渡邊:周りの環境や取引先の都合が大きく影響しているのですね。
吉弥:そんな運輸業界の仕事の見直しを、データを活用して長時間労働の是正に挑んでいるのが松岡弘晃社長率いる富士運輸です。
渡邊:松岡社長はトラックの運転手が長時間待たされていたことを知り、どのような対策を考えたのでしょうか。
松岡 弘晃(以下、松岡):最大の原因は、実際に発注している人と現場の間で連絡が取れていないため、トラックが長時間待たされてしまい、すべてが拘束時間になってしまうことです。
私たちはデータに基づいて、長時間待たされているという事実をすぐにお客さまに電話をして、改善してくださいと伝えます。
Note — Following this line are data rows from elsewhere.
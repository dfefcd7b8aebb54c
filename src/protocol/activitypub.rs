//! ActivityPub adapter
//!
//! Resolves a remote actor document and paginates its outbox lazily,
//! one collection page at a time. `Create`/`Update` wrapper activities
//! are dereferenced to their inner object before conversion, and
//! `attributedTo` references are resolved (and cached per stream) to a
//! display name, profile URL and avatar.

use std::collections::{HashMap, VecDeque};

use chrono::{DateTime, Utc};

use super::document::{Author, Document, ResolvedSource, SourceItems};
use super::RemoteClient;
use crate::data::FollowingFormat;
use crate::error::AppError;

/// ActivityPub actor types accepted as a followable source
const ACTOR_TYPES: [&str; 5] = ["Person", "Service", "Group", "Organization", "Application"];

// =============================================================================
// JSON field helpers
// =============================================================================

/// Read a string field
fn str_field<'a>(value: &'a serde_json::Value, key: &str) -> Option<&'a str> {
    value.get(key).and_then(|v| v.as_str())
}

/// Read a link-valued field: a bare string, an object with
/// `id`/`href`/`url`, or an array (first entry wins).
fn link_field(value: &serde_json::Value) -> Option<String> {
    match value {
        serde_json::Value::String(s) => Some(s.clone()),
        serde_json::Value::Object(_) => ["id", "href", "url"]
            .iter()
            .find_map(|key| str_field(value, key))
            .map(str::to_string),
        serde_json::Value::Array(items) => items.first().and_then(link_field),
        _ => None,
    }
}

/// Canonical URL of a document: `id` preferred, `url` as fallback
fn document_url(value: &serde_json::Value) -> Option<String> {
    str_field(value, "id")
        .map(str::to_string)
        .or_else(|| value.get("url").and_then(link_field))
}

/// Image URL from an `icon`/`image` field
fn image_url(value: &serde_json::Value, key: &str) -> Option<String> {
    value.get(key).and_then(link_field)
}

fn parse_published(value: &serde_json::Value) -> DateTime<Utc> {
    str_field(value, "published")
        .and_then(|raw| DateTime::parse_from_rfc3339(raw).ok())
        .map(|parsed| parsed.with_timezone(&Utc))
        .unwrap_or_else(Utc::now)
}

// =============================================================================
// Actor resolution
// =============================================================================

/// Fetch and resolve a remote actor document
pub async fn resolve_actor(client: &RemoteClient, url: &str) -> Result<ResolvedSource, AppError> {
    let value = client.fetch_json(url).await?;
    resolve_from_value(url, value)
}

/// Resolve an already-fetched actor document
pub fn resolve_from_value(
    url: &str,
    value: serde_json::Value,
) -> Result<ResolvedSource, AppError> {
    let actor_type = str_field(&value, "type").unwrap_or("");
    if !ACTOR_TYPES.contains(&actor_type) {
        return Err(AppError::Connection(format!(
            "{} is not an ActivityPub actor document (type: {})",
            url,
            if actor_type.is_empty() { "missing" } else { actor_type }
        )));
    }

    let actor_id = document_url(&value).unwrap_or_else(|| url.to_string());
    let label = str_field(&value, "name")
        .or_else(|| str_field(&value, "preferredUsername"))
        .map(str::to_string);
    let profile_url = value
        .get("url")
        .and_then(link_field)
        .or_else(|| Some(actor_id.clone()));
    let image = image_url(&value, "icon").or_else(|| image_url(&value, "image"));
    let inbox_url = str_field(&value, "inbox").map(str::to_string);

    let items = match value.get("outbox").and_then(link_field) {
        Some(outbox_url) => SourceItems::Outbox(outbox_url),
        None => SourceItems::Buffered(Vec::new()),
    };

    Ok(ResolvedSource {
        format: FollowingFormat::ActivityPub,
        label,
        profile_url,
        image_url: image,
        actor_id: Some(actor_id.clone()),
        inbox_url,
        websub_hub: None,
        topic_url: actor_id,
        items,
    })
}

// =============================================================================
// Document conversion
// =============================================================================

/// Dereference `Create`/`Update` wrapper activities to the inner object.
///
/// A bare string (a link to the object) is fetched; anything else is
/// used as-is.
pub async fn actual_document(
    client: &RemoteClient,
    value: serde_json::Value,
) -> Result<serde_json::Value, AppError> {
    let value = match value {
        serde_json::Value::String(url) => client
            .fetch_json(&url)
            .await
            .map_err(|e| AppError::Conversion(e.to_string()))?,
        other => other,
    };

    match str_field(&value, "type") {
        Some("Create") | Some("Update") => {
            let object = value
                .get("object")
                .cloned()
                .ok_or_else(|| AppError::Conversion("activity has no object".to_string()))?;

            match object {
                serde_json::Value::String(url) => client
                    .fetch_json(&url)
                    .await
                    .map_err(|e| AppError::Conversion(e.to_string())),
                other => Ok(other),
            }
        }
        _ => Ok(value),
    }
}

/// Convert an ActivityPub object into a canonical document.
///
/// `authors` caches resolved `attributedTo` references across one
/// stream, so a single-author outbox costs one actor fetch.
pub async fn to_document(
    client: &RemoteClient,
    value: &serde_json::Value,
    authors: &mut HashMap<String, Author>,
) -> Result<Document, AppError> {
    let url = document_url(value)
        .ok_or_else(|| AppError::Conversion("object has no id or url".to_string()))?;

    let content_html = str_field(value, "content")
        .map(ammonia::clean)
        .unwrap_or_default();
    let summary = str_field(value, "summary").map(ammonia::clean);

    Ok(Document {
        url,
        title: str_field(value, "name").map(str::to_string),
        summary,
        content_html,
        image_url: image_url(value, "image").or_else(|| image_url(value, "icon")),
        author: resolve_author(client, value.get("attributedTo"), authors).await,
        published: parse_published(value),
        in_reply_to: value.get("inReplyTo").and_then(link_field),
    })
}

/// Resolve an `attributedTo` reference chain to a display author.
///
/// Resolution failure is never fatal; an unattributable document just
/// carries an empty author.
async fn resolve_author(
    client: &RemoteClient,
    attributed_to: Option<&serde_json::Value>,
    authors: &mut HashMap<String, Author>,
) -> Author {
    let Some(attributed_to) = attributed_to else {
        return Author::default();
    };

    // Inline objects carry everything we need.
    if attributed_to.is_object() {
        return author_from_value(attributed_to);
    }

    let Some(reference) = link_field(attributed_to) else {
        return Author::default();
    };

    if let Some(cached) = authors.get(&reference) {
        return cached.clone();
    }

    let author = match client.fetch_json(&reference).await {
        Ok(actor) => author_from_value(&actor),
        Err(error) => {
            tracing::debug!(%error, actor = %reference, "Failed to resolve attributedTo");
            Author {
                profile_url: Some(reference.clone()),
                ..Author::default()
            }
        }
    };

    authors.insert(reference, author.clone());
    author
}

fn author_from_value(value: &serde_json::Value) -> Author {
    Author {
        name: str_field(value, "name")
            .or_else(|| str_field(value, "preferredUsername"))
            .map(str::to_string),
        profile_url: value
            .get("url")
            .and_then(link_field)
            .or_else(|| str_field(value, "id").map(str::to_string)),
        image_url: image_url(value, "icon"),
    }
}

// =============================================================================
// Outbox pagination
// =============================================================================

/// Lazy pager over an ActivityPub outbox collection.
///
/// Fetches one page at a time; the owning `ItemStream` guarantees no
/// further calls arrive after `stop()`, so a page is only ever fetched
/// when the pipeline is still consuming.
pub struct OutboxPager {
    client: RemoteClient,
    next_page: Option<String>,
    pending: VecDeque<serde_json::Value>,
    authors: HashMap<String, Author>,
}

impl OutboxPager {
    pub fn new(client: RemoteClient, outbox_url: &str) -> Self {
        Self {
            client,
            next_page: Some(outbox_url.to_string()),
            pending: VecDeque::new(),
            authors: HashMap::new(),
        }
    }

    /// Yield the next document, fetching the next collection page when
    /// the current one is drained.
    pub async fn next(&mut self) -> Option<Result<Document, AppError>> {
        loop {
            if let Some(raw) = self.pending.pop_front() {
                return Some(self.convert(raw).await);
            }

            let page_url = self.next_page.take()?;
            if let Err(error) = self.fetch_page(&page_url).await {
                // A failed page ends the sequence; items already stored
                // this cycle are kept and the next cycle retries.
                return Some(Err(error));
            }
        }
    }

    async fn convert(&mut self, raw: serde_json::Value) -> Result<Document, AppError> {
        let object = actual_document(&self.client, raw).await?;
        to_document(&self.client, &object, &mut self.authors).await
    }

    async fn fetch_page(&mut self, page_url: &str) -> Result<(), AppError> {
        let page = self.client.fetch_json(page_url).await?;

        let items = page
            .get("orderedItems")
            .or_else(|| page.get("items"))
            .and_then(|v| v.as_array());

        match items {
            Some(items) => {
                self.pending.extend(items.iter().cloned());
                self.next_page = page.get("next").and_then(link_field);
            }
            None => {
                // A bare OrderedCollection: follow its first page.
                self.next_page = page.get("first").and_then(link_field);
                if self.next_page.is_none() {
                    return Err(AppError::Connection(format!(
                        "{} has no items and no first page",
                        page_url
                    )));
                }
            }
        }

        Ok(())
    }
}

#[cfg(test)]
mod tests {
    use super::*;
    use serde_json::json;

    fn test_client() -> RemoteClient {
        RemoteClient::from_parts(reqwest::Client::new(), 1024 * 1024)
    }

    #[test]
    fn resolve_from_value_reads_actor_fields() {
        let actor = json!({
            "id": "https://remote.example/users/anna",
            "type": "Person",
            "name": "Anna",
            "preferredUsername": "anna",
            "url": "https://remote.example/@anna",
            "icon": {"type": "Image", "url": "https://remote.example/avatar.png"},
            "inbox": "https://remote.example/users/anna/inbox",
            "outbox": "https://remote.example/users/anna/outbox"
        });

        let source = resolve_from_value("https://remote.example/users/anna", actor).unwrap();

        assert_eq!(source.format, FollowingFormat::ActivityPub);
        assert_eq!(source.label.as_deref(), Some("Anna"));
        assert_eq!(source.profile_url.as_deref(), Some("https://remote.example/@anna"));
        assert_eq!(
            source.image_url.as_deref(),
            Some("https://remote.example/avatar.png")
        );
        assert_eq!(
            source.inbox_url.as_deref(),
            Some("https://remote.example/users/anna/inbox")
        );
        assert!(matches!(
            source.items,
            SourceItems::Outbox(ref url) if url == "https://remote.example/users/anna/outbox"
        ));
    }

    #[test]
    fn resolve_from_value_rejects_non_actor() {
        let error = resolve_from_value(
            "https://remote.example/note/1",
            json!({"id": "https://remote.example/note/1", "type": "Note"}),
        )
        .unwrap_err();

        assert!(matches!(error, AppError::Connection(_)));
    }

    #[tokio::test]
    async fn actual_document_unwraps_create_and_update() {
        let client = test_client();
        for activity_type in ["Create", "Update"] {
            let wrapped = json!({
                "id": "https://remote.example/activity/1",
                "type": activity_type,
                "object": {
                    "id": "https://remote.example/note/1",
                    "type": "Note",
                    "content": "<p>hello</p>"
                }
            });

            let inner = actual_document(&client, wrapped).await.unwrap();
            assert_eq!(
                inner.get("id").and_then(|v| v.as_str()),
                Some("https://remote.example/note/1")
            );
        }
    }

    #[tokio::test]
    async fn actual_document_passes_plain_objects_through() {
        let client = test_client();
        let note = json!({"id": "https://remote.example/note/2", "type": "Note"});

        let inner = actual_document(&client, note.clone()).await.unwrap();
        assert_eq!(inner, note);
    }

    #[tokio::test]
    async fn to_document_sanitizes_content_and_reads_fields() {
        let client = test_client();
        let mut authors = HashMap::new();
        let note = json!({
            "id": "https://remote.example/note/3",
            "type": "Note",
            "name": "A note",
            "content": "<p>fine</p><script>alert(1)</script>",
            "published": "2024-03-01T12:00:00Z",
            "inReplyTo": "https://remote.example/note/2",
            "attributedTo": {
                "id": "https://remote.example/users/anna",
                "name": "Anna"
            }
        });

        let document = to_document(&client, &note, &mut authors).await.unwrap();

        assert_eq!(document.url, "https://remote.example/note/3");
        assert_eq!(document.title.as_deref(), Some("A note"));
        assert!(document.content_html.contains("<p>fine</p>"));
        assert!(!document.content_html.contains("script"));
        assert_eq!(
            document.in_reply_to.as_deref(),
            Some("https://remote.example/note/2")
        );
        assert_eq!(document.author.name.as_deref(), Some("Anna"));
        assert_eq!(document.published.to_rfc3339(), "2024-03-01T12:00:00+00:00");
    }

    #[tokio::test]
    async fn to_document_requires_an_identity() {
        let client = test_client();
        let mut authors = HashMap::new();

        let error = to_document(&client, &json!({"type": "Note"}), &mut authors)
            .await
            .unwrap_err();
        assert!(error.is_conversion());
    }

    #[test]
    fn link_field_handles_all_reference_shapes() {
        assert_eq!(
            link_field(&json!("https://a.example/")),
            Some("https://a.example/".to_string())
        );
        assert_eq!(
            link_field(&json!({"href": "https://b.example/"})),
            Some("https://b.example/".to_string())
        );
        assert_eq!(
            link_field(&json!(["https://c.example/", "https://d.example/"])),
            Some("https://c.example/".to_string())
        );
        assert_eq!(link_field(&json!(42)), None);
    }
}
//! SQLite database operations
//!
//! All database access goes through this module. Every query on a
//! soft-deleted entity applies the `deleted_at IS NULL` filter; responses
//! are hard-deleted and have no filter.

use chrono::{DateTime, Duration, Utc};
use sqlx::{Pool, Sqlite, SqlitePool};
use std::path::Path;

use super::models::*;
use crate::error::AppError;

/// Database connection pool wrapper.
pub struct Database {
    pool: Pool<Sqlite>,
}
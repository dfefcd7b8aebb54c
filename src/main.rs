//! Tributary poller binary
//!
//! A minimal stand-in for the host application's task scheduler: sweeps
//! every Following on an interval and runs its connect cycle, then its
//! purge pass. Deployments that embed the engine drive it through
//! [`tributary::Engine`] instead.

use std::sync::Arc;

use tributary::service::{EmptyFollowerDirectory, HttpTransport};
use tributary::{config, Engine};
use tracing_subscriber::{layer::SubscriberExt, util::SubscriberInitExt};

/// Application entry point
///
/// # Setup
/// 1. Initialize tracing/logging
/// 2. Load configuration from file and environment
/// 3. Initialize the engine
/// 4. Run the poll loop
#[tokio::main]
async fn main() -> Result<(), Box<dyn std::error::Error>> {
    // 1. Initialize tracing/logging
    let log_format =
        std::env::var("TRIBUTARY__LOGGING__FORMAT").unwrap_or_else(|_| "pretty".to_string());

    if log_format == "json" {
        tracing_subscriber::registry()
            .with(
                tracing_subscriber::EnvFilter::try_from_default_env()
                    .unwrap_or_else(|_| "tributary=info".into()),
            )
            .with(tracing_subscriber::fmt::layer().json())
            .init();
    } else {
        tracing_subscriber::registry()
            .with(
                tracing_subscriber::EnvFilter::try_from_default_env()
                    .unwrap_or_else(|_| "tributary=info".into()),
            )
            .with(tracing_subscriber::fmt::layer().pretty())
            .init();
    }

    tracing::info!("Starting Tributary...");

    // 2. Load configuration
    let config = config::AppConfig::load()?;
    tracing::info!(
        domain = %config.server.domain,
        database = %config.database.path.display(),
        "Configuration loaded"
    );

    // 3. Initialize the engine
    //
    // The poller only ingests; it has no followers to broadcast to and
    // no signing key, so the unsigned transport is enough for the
    // push-subscription handshakes it sends.
    let http = reqwest::Client::builder()
        .user_agent(config.fetch.user_agent.clone())
        .timeout(std::time::Duration::from_secs(config.fetch.timeout_seconds))
        .build()?;
    let engine = Engine::new(
        config.clone(),
        Arc::new(HttpTransport::new(http)),
        Arc::new(EmptyFollowerDirectory),
    )
    .await?;

    // 4. Poll loop
    let interval_secs = config.scheduler.poll_interval_seconds.max(1);
    let mut interval = tokio::time::interval(std::time::Duration::from_secs(interval_secs));

    tracing::info!(interval_secs, "Poll loop started");

    loop {
        interval.tick().await;
        run_sweep(&engine).await;
    }
}

/// Connect and purge every Following, one at a time.
///
/// Sequential on purpose: the engine requires at most one concurrent
/// connect per Following, and a single poller gets that for free.
async fn run_sweep(engine: &Engine) {
    let followings = match engine.db.get_all_followings().await {
        Ok(followings) => followings,
        Err(error) => {
            tracing::error!(%error, "Failed to list followings");
            return;
        }
    };

    tracing::info!(count = followings.len(), "Starting connect sweep");

    for following in followings {
        if let Err(error) = engine.connect(&following.id).await {
            // Connection errors are already recorded on the Following;
            // the sweep moves on.
            tracing::warn!(
                %error,
                following_id = %following.id,
                url = %following.url,
                "Connect cycle failed"
            );
        }

        if let Err(error) = engine.purge_following(&following.id).await {
            tracing::warn!(
                %error,
                following_id = %following.id,
                "Purge failed"
            );
        }
    }

    tracing::info!("Connect sweep complete");
}
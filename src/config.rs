//! Configuration management
//!
//! Loads configuration from:
//! 1. Default values
//! 2. Configuration file (config/local.toml)
//! 3. Environment variables (override)

use serde::Deserialize;
use std::path::PathBuf;

/// Main application configuration
#[derive(Debug, Clone, Deserialize)]
pub struct AppConfig {
    pub server: ServerConfig,
    pub database: DatabaseConfig,
    pub fetch: FetchConfig,
    pub ingest: IngestConfig,
    pub websub: WebSubConfig,
    pub scheduler: SchedulerConfig,
    pub logging: LoggingConfig,
}

/// Server identity configuration
///
/// Tributary does not serve HTTP itself, but outbound activities carry
/// actor and activity URIs rooted at the host application's public URL.
#[derive(Debug, Clone, Deserialize)]
pub struct ServerConfig {
    /// Public domain (e.g., "social.example.com")
    pub domain: String,
    /// Protocol ("http" or "https")
    pub protocol: String,
}

impl ServerConfig {
    /// Get the base URL for the instance
    ///
    /// # Returns
    /// Full URL like "https://social.example.com"
    pub fn base_url(&self) -> String {
        format!("{}://{}", self.protocol, self.domain)
    }

    /// Actor URI for a local user
    pub fn actor_url(&self, user_id: &str) -> String {
        format!("{}/@{}", self.base_url(), user_id)
    }
}

/// Database configuration (SQLite only)
#[derive(Debug, Clone, Deserialize)]
pub struct DatabaseConfig {
    /// Path to SQLite database file
    pub path: PathBuf,
}

/// Remote fetch configuration
#[derive(Debug, Clone, Deserialize)]
pub struct FetchConfig {
    /// HTTP timeout in seconds
    pub timeout_seconds: u64,
    /// Maximum remote document size in bytes
    ///
    /// Feeds larger than this are rejected as a connection error rather
    /// than parsed.
    pub max_body_bytes: usize,
    /// User-Agent header for outbound requests
    pub user_agent: String,
}

/// Ingestion policy configuration
#[derive(Debug, Clone, Deserialize)]
pub struct IngestConfig {
    /// How many of the newest items stay unread on a first connect.
    ///
    /// Everything past this count is marked read immediately so a new
    /// subscription does not flood the unread counter with backlog.
    pub unread_backlog: usize,
    /// Default purge window (days) for new Followings
    pub purge_days: i64,
}

/// WebSub subscription configuration
#[derive(Debug, Clone, Deserialize)]
pub struct WebSubConfig {
    /// Base URL the host application exposes for hub callbacks.
    ///
    /// The per-following callback is `<callback_base>/<following_id>`.
    /// Empty disables WebSub subscription attempts.
    pub callback_base: String,
    /// Requested lease length in seconds
    pub lease_seconds: u64,
}

/// Poller scheduling configuration (binary only)
#[derive(Debug, Clone, Deserialize)]
pub struct SchedulerConfig {
    /// Seconds between connect sweeps
    pub poll_interval_seconds: u64,
}

/// Logging configuration
#[derive(Debug, Clone, Deserialize)]
pub struct LoggingConfig {
    /// Log level: trace, debug, info, warn, error
    pub level: String,
    /// Log format: "pretty" or "json"
    pub format: String,
}

impl AppConfig {
    /// Load configuration from file and environment
    ///
    /// # Loading Order
    /// 1. Default values
    /// 2. config/default.toml (if exists)
    /// 3. config/local.toml (if exists)
    /// 4. Environment variables (TRIBUTARY_*)
    ///
    /// # Errors
    /// Returns error if configuration is invalid
    pub fn load() -> Result<Self, crate::error::AppError> {
        use config::{Config, Environment, File};

        let config = Config::builder()
            // Start with default values
            .set_default("server.domain", "localhost")?
            .set_default("server.protocol", "http")?
            .set_default("database.path", "data/tributary.db")?
            .set_default("fetch.timeout_seconds", 30)?
            .set_default("fetch.max_body_bytes", 5 * 1024 * 1024)?
            .set_default("fetch.user_agent", "Tributary/0.1.0")?
            .set_default("ingest.unread_backlog", 6)?
            .set_default("ingest.purge_days", 14)?
            .set_default("websub.callback_base", "")?
            .set_default("websub.lease_seconds", 604_800)?
            .set_default("scheduler.poll_interval_seconds", 900)?
            .set_default("logging.level", "info")?
            .set_default("logging.format", "pretty")?
            // Load from config/default.toml if it exists
            .add_source(File::with_name("config/default").required(false))
            // Load from config/local.toml if it exists (overrides default)
            .add_source(File::with_name("config/local").required(false))
            // Load from environment variables (TRIBUTARY_*)
            .add_source(
                Environment::with_prefix("TRIBUTARY")
                    .separator("__")
                    .try_parsing(true),
            )
            .build()
            .map_err(|e| crate::error::AppError::Config(e.to_string()))?;

        let app_config: Self = config
            .try_deserialize()
            .map_err(|e| crate::error::AppError::Config(e.to_string()))?;
        app_config.validate()?;
        Ok(app_config)
    }

    fn validate(&self) -> Result<(), crate::error::AppError> {
        if self.fetch.max_body_bytes == 0 {
            return Err(crate::error::AppError::Config(
                "fetch.max_body_bytes must be greater than 0".to_string(),
            ));
        }

        if self.ingest.purge_days <= 0 {
            return Err(crate::error::AppError::Config(
                "ingest.purge_days must be greater than 0".to_string(),
            ));
        }

        if !self.websub.callback_base.is_empty() {
            url::Url::parse(&self.websub.callback_base).map_err(|e| {
                crate::error::AppError::Config(format!(
                    "websub.callback_base is not a valid URL: {}",
                    e
                ))
            })?;
        }

        Ok(())
    }
}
1300台全車両の動きがわかるデータを活用すれば、説得力が強く、荷主も納得してくれやすいのです。
私たちは仕事をいただく側なので、お客さまになかなかモノ申すのが難しく、我慢していた時期もありましたが、最近はしっかりちゃんとお伝えするようにしています。95%ぐらいのお客さまが聞き入れてくださっています。中には「それはどうしようもないから我慢してくれ」と言われることもあるのですが、その場合に取引をお断りしたケースもあります。